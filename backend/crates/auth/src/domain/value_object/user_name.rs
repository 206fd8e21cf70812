//! User Name Value Object
//!
//! Public identifier used as a login handle and display name.
//!
//! ## Invariants
//! - Surrounding whitespace is trimmed before validation
//! - Length: 3 to 50 characters after trimming, counted in chars
//! - No inner whitespace or control characters
//! - No `@`, so a login handle never looks like an email
//! - Case-sensitive; no normalization

use serde::{Deserialize, Serialize};
use std::fmt;

/// Minimum length for user name (in characters)
pub const USER_NAME_MIN_LENGTH: usize = 3;

/// Maximum length for user name (in characters)
pub const USER_NAME_MAX_LENGTH: usize = 50;

/// Error returned when user name validation fails
#[derive(Debug, Clone, PartialEq, Eq)]
pub enum UserNameError {
    /// User name is empty after trimming
    Empty,

    /// User name is too short (minimum: USER_NAME_MIN_LENGTH)
    TooShort { length: usize, min: usize },

    /// User name is too long (maximum: USER_NAME_MAX_LENGTH)
    TooLong { length: usize, max: usize },

    /// User name contains whitespace in the middle
    ContainsWhitespace,

    /// User name contains a control character or `@`
    InvalidCharacter { char: char, position: usize },
}

impl fmt::Display for UserNameError {
    fn fmt(&self, f: &mut fmt::Formatter<'_>) -> fmt::Result {
        match self {
            Self::Empty => write!(f, "User name cannot be empty"),
            Self::TooShort { length, min } => {
                write!(f, "User name is too short ({length} chars, minimum {min})")
            }
            Self::TooLong { length, max } => {
                write!(f, "User name is too long ({length} chars, maximum {max})")
            }
            Self::ContainsWhitespace => write!(f, "User name cannot contain spaces"),
            Self::InvalidCharacter { char, position } => {
                write!(f, "Invalid character {char:?} at position {position}")
            }
        }
    }
}

impl std::error::Error for UserNameError {}

/// Validated user name
#[derive(Clone, PartialEq, Eq, Hash, Serialize, Deserialize)]
#[serde(try_from = "String", into = "String")]
pub struct UserName(String);

impl UserName {
    /// Validate and wrap a user name
    pub fn new(input: impl AsRef<str>) -> Result<Self, UserNameError> {
        let trimmed = input.as_ref().trim();
        Self::validate(trimmed)?;
        Ok(Self(trimmed.to_owned()))
    }

    /// Create from database value (assumed already validated)
    pub fn from_db(value: impl Into<String>) -> Self {
        Self(value.into())
    }

    pub fn as_str(&self) -> &str {
        &self.0
    }

    pub fn into_inner(self) -> String {
        self.0
    }

    fn validate(name: &str) -> Result<(), UserNameError> {
        if name.is_empty() {
            return Err(UserNameError::Empty);
        }

        let length = name.chars().count();
        if length < USER_NAME_MIN_LENGTH {
            return Err(UserNameError::TooShort {
                length,
                min: USER_NAME_MIN_LENGTH,
            });
        }
        if length > USER_NAME_MAX_LENGTH {
            return Err(UserNameError::TooLong {
                length,
                max: USER_NAME_MAX_LENGTH,
            });
        }

        for (position, c) in name.chars().enumerate() {
            if c.is_whitespace() {
                return Err(UserNameError::ContainsWhitespace);
            }
            if c.is_control() || c == '@' {
                return Err(UserNameError::InvalidCharacter { char: c, position });
            }
        }

        Ok(())
    }
}

impl fmt::Debug for UserName {
    fn fmt(&self, f: &mut fmt::Formatter<'_>) -> fmt::Result {
        f.debug_tuple("UserName").field(&self.0).finish()
    }
}

impl fmt::Display for UserName {
    fn fmt(&self, f: &mut fmt::Formatter<'_>) -> fmt::Result {
        f.write_str(&self.0)
    }
}

impl AsRef<str> for UserName {
    fn as_ref(&self) -> &str {
        &self.0
    }
}

impl TryFrom<String> for UserName {
    type Error = UserNameError;

    fn try_from(value: String) -> Result<Self, Self::Error> {
        Self::new(value)
    }
}

impl TryFrom<&str> for UserName {
    type Error = UserNameError;

    fn try_from(value: &str) -> Result<Self, Self::Error> {
        Self::new(value)
    }
}

impl From<UserName> for String {
    fn from(name: UserName) -> Self {
        name.0
    }
}

#[cfg(test)]
mod tests {
    use super::*;

    #[test]
    fn test_trim_whitespace() {
        let name = UserName::new("  alice  ").unwrap();
        assert_eq!(name.as_str(), "alice");
    }

    #[test]
    fn test_case_is_preserved() {
        let name = UserName::new("Alice").unwrap();
        assert_eq!(name.as_str(), "Alice");
        assert_ne!(name, UserName::new("alice").unwrap());
    }

    #[test]
    fn test_empty_fails() {
        assert_eq!(UserName::new(""), Err(UserNameError::Empty));
        assert_eq!(UserName::new("   "), Err(UserNameError::Empty));
    }

    #[test]
    fn test_length_bounds() {
        assert_eq!(
            UserName::new("ab"),
            Err(UserNameError::TooShort { length: 2, min: 3 })
        );
        assert!(UserName::new("abc").is_ok());
        assert!(UserName::new("a".repeat(USER_NAME_MAX_LENGTH)).is_ok());
        assert!(matches!(
            UserName::new("a".repeat(USER_NAME_MAX_LENGTH + 1)),
            Err(UserNameError::TooLong { length: 51, max: 50 })
        ));
    }

    #[test]
    fn test_length_counts_characters() {
        // 3 characters, 9 bytes
        assert!(UserName::new("日本語").is_ok());
    }

    #[test]
    fn test_inner_whitespace_fails() {
        assert_eq!(
            UserName::new("alice bob"),
            Err(UserNameError::ContainsWhitespace)
        );
    }

    #[test]
    fn test_invalid_characters() {
        assert!(matches!(
            UserName::new("alice@x"),
            Err(UserNameError::InvalidCharacter { char: '@', position: 5 })
        ));
        assert!(matches!(
            UserName::new("ali\u{0}ce"),
            Err(UserNameError::InvalidCharacter { .. })
        ));
    }

    #[test]
    fn test_serde_validates() {
        let name: UserName = serde_json::from_str("\"alice\"").unwrap();
        assert_eq!(name.as_str(), "alice");
        assert!(serde_json::from_str::<UserName>("\"al\"").is_err());
    }
}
= = = = = = =
### Instructions to follow
Retype the entries exactly from the first line, stopping after the line with "pub const USER_NAME_MAX_LENGTH: usize = 50;".

### Solution to this exercise
filename backend/crates/auth/src/domain/value_object/user_name.rs
repository 206fd8e21cf70812
//! User Name Value Object
//!
//! Public identifier used as a login handle and display name.
//!
//! ## Invariants
//! - Surrounding whitespace is trimmed before validation
//! - Length: 3 to 50 characters after trimming, counted in chars
//! - No inner whitespace or control characters
//! - No `@`, so a login handle never looks like an email
//! - Case-sensitive; no normalization

use serde::{Deserialize, Serialize};
use std::fmt;

/// Minimum length for user name (in characters)
pub const USER_NAME_MIN_LENGTH: usize = 3;

/// Maximum length for user name (in characters)
pub const USER_NAME_MAX_LENGTH: usize = 50;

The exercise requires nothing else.